A beleza do Natal castiçamente brasileiro está em ser uma consagração de Deus Menino ou de Menino Jesus. Em contraste com o Natal europeu, cuja figura central é a de um bom e risonho Velho. O Deus Menino irradia esperança. Ilumina futuros. Dá confiança no que está para vir. Papai Noel tornou-se um mito grandemente comercializado e, ao mesmo tempo, a serviço de indústrias produtoras de artigos para presentes. Um mito correspondente a uma fase da civilização européia, a cuja criatividade industrial e vitalidade comercial na vêm faltando aspectos os mais positivos. O Natal é um desses aspectos, quer através de cordial e até fraterna troca de presentes entre adultos, quer das árvores de Natal com presentes para adultos e crianças. E com Papai Noel, de barbas brancas e metido em grosso casaco vermelho a resguardá-lo de neves, de frios não brasileiros, a representar, para gente dos trópicos brasileiros e de outras terras tropicais, uma navegação de verdes e dos verões como os do Brasil. O Menino Deus é um mito romântico. E sobretudo, um mito ecológico. Trata-se de Menino Deus nascido entre verdes quase tropicais. Quase brasileiros. Menino que teria crescido em vegetação semelhante à brasileira.

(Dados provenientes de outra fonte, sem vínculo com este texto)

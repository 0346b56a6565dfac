//! HTTP error mapping for the licensing API.
//!
//! Core errors become structured JSON failures: `{ "error": "...",
//! "message": "..." }` with a status code per category. Verification is
//! the one endpoint that never takes this path; it fails closed inside
//! the authority and always answers 200.

use axum::http::StatusCode;
use axum::response::{IntoResponse, Response};
use axum::Json;
use keygate_license::LicenseError;
use keygate_trial::TrialError;
use serde::Serialize;
use tracing::error;

/// A structured API failure.
#[derive(Debug)]
pub struct ApiError {
    status: StatusCode,
    error: &'static str,
    message: String,
}

/// JSON body of an API failure.
#[derive(Debug, Serialize)]
struct ErrorBody<'a> {
    error: &'a str,
    message: &'a str,
}

impl ApiError {
    fn new(status: StatusCode, error: &'static str, message: String) -> Self {
        Self {
            status,
            error,
            message,
        }
    }

    /// 400 with a caller-facing message.
    pub fn bad_request(message: impl Into<String>) -> Self {
        Self::new(StatusCode::BAD_REQUEST, "validation_error", message.into())
    }
}

impl IntoResponse for ApiError {
    fn into_response(self) -> Response {
        if self.status.is_server_error() {
            error!(error = self.error, message = %self.message, "internal error");
        }
        let body = ErrorBody {
            error: self.error,
            message: &self.message,
        };
        (self.status, Json(body)).into_response()
    }
}

impl From<TrialError> for ApiError {
    fn from(err: TrialError) -> Self {
        let message = err.to_string();
        match err {
            TrialError::NotEligible(_) => {
                Self::new(StatusCode::CONFLICT, "not_eligible", message)
            }
            TrialError::InsufficientCredits => {
                Self::new(StatusCode::PAYMENT_REQUIRED, "insufficient_credits", message)
            }
            TrialError::NotFound => Self::new(StatusCode::NOT_FOUND, "not_found", message),
            TrialError::Forbidden => Self::new(StatusCode::FORBIDDEN, "forbidden", message),
            TrialError::InvalidGrantAmount | TrialError::Validation(_) => {
                Self::new(StatusCode::BAD_REQUEST, "validation_error", message)
            }
            TrialError::Store(_) => {
                Self::new(StatusCode::INTERNAL_SERVER_ERROR, "internal", message)
            }
        }
    }
}

impl From<LicenseError> for ApiError {
    fn from(err: LicenseError) -> Self {
        let message = err.to_string();
        match err {
            LicenseError::NotFound => Self::new(StatusCode::NOT_FOUND, "not_found", message),
            LicenseError::Revoked => Self::new(StatusCode::CONFLICT, "revoked", message),
            LicenseError::Expired(_) => Self::new(StatusCode::CONFLICT, "expired", message),
            LicenseError::ActivationLimitReached(_) => {
                Self::new(StatusCode::CONFLICT, "activation_limit_reached", message)
            }
            LicenseError::DeviceMismatch => {
                Self::new(StatusCode::CONFLICT, "device_mismatch", message)
            }
            LicenseError::Forbidden => Self::new(StatusCode::FORBIDDEN, "forbidden", message),
            LicenseError::InvalidKeyFormat(_)
            | LicenseError::InvalidSignature
            | LicenseError::InvalidPayload(_)
            | LicenseError::InvalidRequest(_)
            | LicenseError::Validation(_) => {
                Self::new(StatusCode::BAD_REQUEST, "validation_error", message)
            }
            LicenseError::KeyCollision
            | LicenseError::Store(_)
            | LicenseError::Serialization(_) => {
                Self::new(StatusCode::INTERNAL_SERVER_ERROR, "internal", message)
            }
        }
    }
}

É, portanto, figura muito mais nossa que o, aliás, bom velhote. Muito mais capaz de nos animar, aos brasileiros, meninos e adultos, de esperanças e alegrias. De regozijos em torno de sua figura. Regozijos em torno de seu presépio. Pastoris, cantos e danças em seu louvor.


Fonte: FREYRE, Gilberto. Um Natal bem brasileiro. Revista Bandepe. Recife, p.4, dez. 1982.